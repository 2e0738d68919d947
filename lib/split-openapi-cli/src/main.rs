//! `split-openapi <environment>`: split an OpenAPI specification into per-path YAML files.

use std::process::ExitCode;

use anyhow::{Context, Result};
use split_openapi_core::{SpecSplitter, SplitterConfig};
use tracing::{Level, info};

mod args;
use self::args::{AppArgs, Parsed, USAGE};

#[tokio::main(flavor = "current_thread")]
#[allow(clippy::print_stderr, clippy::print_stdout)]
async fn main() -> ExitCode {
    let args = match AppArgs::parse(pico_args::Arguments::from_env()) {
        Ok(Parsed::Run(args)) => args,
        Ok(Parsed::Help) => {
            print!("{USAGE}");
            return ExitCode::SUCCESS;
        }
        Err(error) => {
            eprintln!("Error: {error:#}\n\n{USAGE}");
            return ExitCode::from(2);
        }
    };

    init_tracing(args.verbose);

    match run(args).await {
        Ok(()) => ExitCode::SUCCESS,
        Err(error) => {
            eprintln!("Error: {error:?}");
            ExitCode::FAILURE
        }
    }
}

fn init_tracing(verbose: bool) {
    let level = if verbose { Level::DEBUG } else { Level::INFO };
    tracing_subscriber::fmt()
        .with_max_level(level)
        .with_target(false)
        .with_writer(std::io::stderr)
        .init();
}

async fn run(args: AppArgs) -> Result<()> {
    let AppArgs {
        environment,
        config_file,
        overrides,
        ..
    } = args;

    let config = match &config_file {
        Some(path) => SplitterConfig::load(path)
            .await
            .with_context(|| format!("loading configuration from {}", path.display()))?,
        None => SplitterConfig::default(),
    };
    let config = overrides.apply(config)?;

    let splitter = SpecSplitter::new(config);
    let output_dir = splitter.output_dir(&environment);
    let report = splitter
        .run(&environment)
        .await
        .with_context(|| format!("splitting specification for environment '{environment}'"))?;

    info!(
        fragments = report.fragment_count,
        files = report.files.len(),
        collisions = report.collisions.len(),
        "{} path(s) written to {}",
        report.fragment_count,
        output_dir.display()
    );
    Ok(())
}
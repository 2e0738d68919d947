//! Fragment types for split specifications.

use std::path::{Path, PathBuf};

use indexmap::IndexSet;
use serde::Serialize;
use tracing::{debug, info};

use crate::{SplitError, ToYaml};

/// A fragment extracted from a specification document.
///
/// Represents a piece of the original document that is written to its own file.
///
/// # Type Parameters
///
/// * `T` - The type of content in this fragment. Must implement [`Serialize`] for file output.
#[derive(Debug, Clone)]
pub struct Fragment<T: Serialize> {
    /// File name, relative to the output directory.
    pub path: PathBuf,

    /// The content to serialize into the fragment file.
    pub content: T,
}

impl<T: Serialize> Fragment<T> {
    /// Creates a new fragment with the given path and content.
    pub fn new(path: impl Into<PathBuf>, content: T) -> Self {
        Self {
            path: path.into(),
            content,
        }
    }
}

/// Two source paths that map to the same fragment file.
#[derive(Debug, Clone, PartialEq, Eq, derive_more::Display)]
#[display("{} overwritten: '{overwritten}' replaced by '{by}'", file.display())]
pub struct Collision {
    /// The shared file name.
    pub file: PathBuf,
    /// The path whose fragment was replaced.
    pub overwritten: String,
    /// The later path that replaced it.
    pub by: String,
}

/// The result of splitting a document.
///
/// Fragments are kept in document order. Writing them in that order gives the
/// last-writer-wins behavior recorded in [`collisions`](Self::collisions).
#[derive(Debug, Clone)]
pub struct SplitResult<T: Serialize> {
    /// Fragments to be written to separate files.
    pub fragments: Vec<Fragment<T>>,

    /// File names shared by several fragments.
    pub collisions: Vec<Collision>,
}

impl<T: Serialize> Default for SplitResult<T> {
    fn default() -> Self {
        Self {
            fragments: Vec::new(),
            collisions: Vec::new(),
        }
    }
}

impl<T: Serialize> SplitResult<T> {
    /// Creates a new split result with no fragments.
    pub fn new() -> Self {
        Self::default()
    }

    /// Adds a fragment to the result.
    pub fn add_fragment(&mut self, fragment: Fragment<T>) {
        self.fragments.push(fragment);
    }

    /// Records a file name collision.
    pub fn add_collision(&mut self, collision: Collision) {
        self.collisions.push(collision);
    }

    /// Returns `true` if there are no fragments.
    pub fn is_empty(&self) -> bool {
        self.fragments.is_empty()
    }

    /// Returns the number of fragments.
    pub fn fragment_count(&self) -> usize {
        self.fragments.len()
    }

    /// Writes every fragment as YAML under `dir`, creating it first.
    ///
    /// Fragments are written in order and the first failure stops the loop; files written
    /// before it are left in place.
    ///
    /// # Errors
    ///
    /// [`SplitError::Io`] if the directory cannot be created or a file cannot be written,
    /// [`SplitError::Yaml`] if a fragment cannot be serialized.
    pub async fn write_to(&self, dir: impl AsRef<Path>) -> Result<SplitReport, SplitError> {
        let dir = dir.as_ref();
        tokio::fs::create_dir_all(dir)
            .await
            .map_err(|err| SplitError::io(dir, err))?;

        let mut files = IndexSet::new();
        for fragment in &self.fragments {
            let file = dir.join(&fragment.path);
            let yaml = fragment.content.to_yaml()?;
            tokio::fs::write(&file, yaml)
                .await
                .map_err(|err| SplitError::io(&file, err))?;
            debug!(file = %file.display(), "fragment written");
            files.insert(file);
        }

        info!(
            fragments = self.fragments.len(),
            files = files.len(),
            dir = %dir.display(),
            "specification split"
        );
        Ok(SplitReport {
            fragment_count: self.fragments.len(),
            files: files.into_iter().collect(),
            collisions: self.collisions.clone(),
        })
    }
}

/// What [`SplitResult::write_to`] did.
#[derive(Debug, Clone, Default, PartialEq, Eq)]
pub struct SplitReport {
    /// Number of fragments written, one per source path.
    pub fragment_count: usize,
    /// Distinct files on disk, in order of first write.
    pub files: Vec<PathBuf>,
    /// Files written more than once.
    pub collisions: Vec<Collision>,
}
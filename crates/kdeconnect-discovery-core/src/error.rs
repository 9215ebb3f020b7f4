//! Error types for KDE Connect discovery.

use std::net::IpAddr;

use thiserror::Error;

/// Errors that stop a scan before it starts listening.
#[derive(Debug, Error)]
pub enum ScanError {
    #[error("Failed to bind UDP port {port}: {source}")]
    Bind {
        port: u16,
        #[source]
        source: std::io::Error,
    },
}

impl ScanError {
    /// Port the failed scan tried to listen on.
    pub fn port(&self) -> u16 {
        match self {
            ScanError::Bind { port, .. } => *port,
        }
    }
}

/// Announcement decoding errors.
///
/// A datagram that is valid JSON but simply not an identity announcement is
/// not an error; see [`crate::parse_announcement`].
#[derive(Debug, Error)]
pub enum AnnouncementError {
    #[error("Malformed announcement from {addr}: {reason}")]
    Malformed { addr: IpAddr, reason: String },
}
==
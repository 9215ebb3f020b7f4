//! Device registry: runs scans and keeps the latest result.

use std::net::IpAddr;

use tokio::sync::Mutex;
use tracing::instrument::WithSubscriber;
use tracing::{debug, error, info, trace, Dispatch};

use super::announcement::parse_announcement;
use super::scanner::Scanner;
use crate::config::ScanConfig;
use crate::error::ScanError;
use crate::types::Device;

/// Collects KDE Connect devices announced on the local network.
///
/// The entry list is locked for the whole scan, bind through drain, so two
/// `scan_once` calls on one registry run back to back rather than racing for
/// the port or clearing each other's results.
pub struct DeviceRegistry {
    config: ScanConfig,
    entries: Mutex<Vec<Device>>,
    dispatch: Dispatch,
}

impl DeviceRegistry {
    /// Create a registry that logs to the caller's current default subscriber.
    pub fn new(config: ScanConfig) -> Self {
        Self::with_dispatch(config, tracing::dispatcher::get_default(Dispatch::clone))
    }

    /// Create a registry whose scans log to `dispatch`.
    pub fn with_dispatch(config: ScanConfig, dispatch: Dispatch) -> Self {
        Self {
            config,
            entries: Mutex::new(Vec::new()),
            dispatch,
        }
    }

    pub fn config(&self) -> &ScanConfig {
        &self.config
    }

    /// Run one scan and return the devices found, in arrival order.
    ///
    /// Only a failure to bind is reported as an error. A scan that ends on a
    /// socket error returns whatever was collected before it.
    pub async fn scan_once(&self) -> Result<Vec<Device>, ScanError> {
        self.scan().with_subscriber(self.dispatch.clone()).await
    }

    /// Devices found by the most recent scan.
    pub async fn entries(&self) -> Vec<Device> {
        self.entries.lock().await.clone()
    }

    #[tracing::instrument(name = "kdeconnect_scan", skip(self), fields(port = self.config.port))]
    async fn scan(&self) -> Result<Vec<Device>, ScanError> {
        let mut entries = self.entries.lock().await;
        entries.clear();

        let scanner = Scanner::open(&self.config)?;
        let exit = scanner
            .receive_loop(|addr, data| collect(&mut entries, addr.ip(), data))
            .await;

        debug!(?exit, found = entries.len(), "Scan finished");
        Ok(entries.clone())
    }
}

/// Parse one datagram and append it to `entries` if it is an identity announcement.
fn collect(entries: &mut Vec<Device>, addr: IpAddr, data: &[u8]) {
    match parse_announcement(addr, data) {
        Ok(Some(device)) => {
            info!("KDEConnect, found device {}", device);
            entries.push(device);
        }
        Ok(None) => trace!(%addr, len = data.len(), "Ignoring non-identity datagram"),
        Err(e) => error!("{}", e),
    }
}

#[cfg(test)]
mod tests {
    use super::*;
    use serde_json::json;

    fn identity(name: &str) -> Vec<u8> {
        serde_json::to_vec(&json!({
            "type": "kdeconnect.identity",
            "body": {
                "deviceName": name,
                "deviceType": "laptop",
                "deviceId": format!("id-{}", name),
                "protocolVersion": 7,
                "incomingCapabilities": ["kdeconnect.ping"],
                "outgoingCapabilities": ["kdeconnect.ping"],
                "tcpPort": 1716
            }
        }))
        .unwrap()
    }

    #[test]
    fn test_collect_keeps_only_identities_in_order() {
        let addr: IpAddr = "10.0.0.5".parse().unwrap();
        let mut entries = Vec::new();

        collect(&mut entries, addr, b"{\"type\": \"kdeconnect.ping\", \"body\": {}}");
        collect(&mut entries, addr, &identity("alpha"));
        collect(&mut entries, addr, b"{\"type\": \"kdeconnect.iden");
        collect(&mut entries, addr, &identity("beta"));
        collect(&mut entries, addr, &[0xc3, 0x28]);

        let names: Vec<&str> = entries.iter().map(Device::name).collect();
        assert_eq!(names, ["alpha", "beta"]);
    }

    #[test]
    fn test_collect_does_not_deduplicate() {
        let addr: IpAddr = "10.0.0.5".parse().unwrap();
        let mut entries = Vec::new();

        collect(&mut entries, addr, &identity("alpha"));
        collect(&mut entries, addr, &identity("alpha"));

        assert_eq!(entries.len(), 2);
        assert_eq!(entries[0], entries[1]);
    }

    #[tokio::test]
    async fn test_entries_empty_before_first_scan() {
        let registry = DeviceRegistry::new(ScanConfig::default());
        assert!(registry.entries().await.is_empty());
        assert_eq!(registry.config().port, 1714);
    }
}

## [Work order]
Each line in the entries above, starting at the line with "impl<T: Serialize> Fragment<T>" and ending at the line with "pub struct SplitResult<T: Serialize>", is to be printed exactly, and only those lines.

## [Exercise solution]
impl<T: Serialize> Fragment<T> {
    /// Creates a new fragment with the given path and content.
    pub fn new(path: impl Into<PathBuf>, content: T) -> Self {
        Self {
            path: path.into(),
            content,
        }
    }
}

/// Two source paths that map to the same fragment file.
#[derive(Debug, Clone, PartialEq, Eq, derive_more::Display)]
#[display("{} overwritten: '{overwritten}' replaced by '{by}'", file.display())]
pub struct Collision {
    /// The shared file name.
    pub file: PathBuf,
    /// The path whose fragment was replaced.
    pub overwritten: String,
    /// The later path that replaced it.
    pub by: String,
}

/// The result of splitting a document.
///
/// Fragments are kept in document order. Writing them in that order gives the
/// last-writer-wins behavior recorded in [`collisions`](Self::collisions).
#[derive(Debug, Clone)]
pub struct SplitResult<T: Serialize> {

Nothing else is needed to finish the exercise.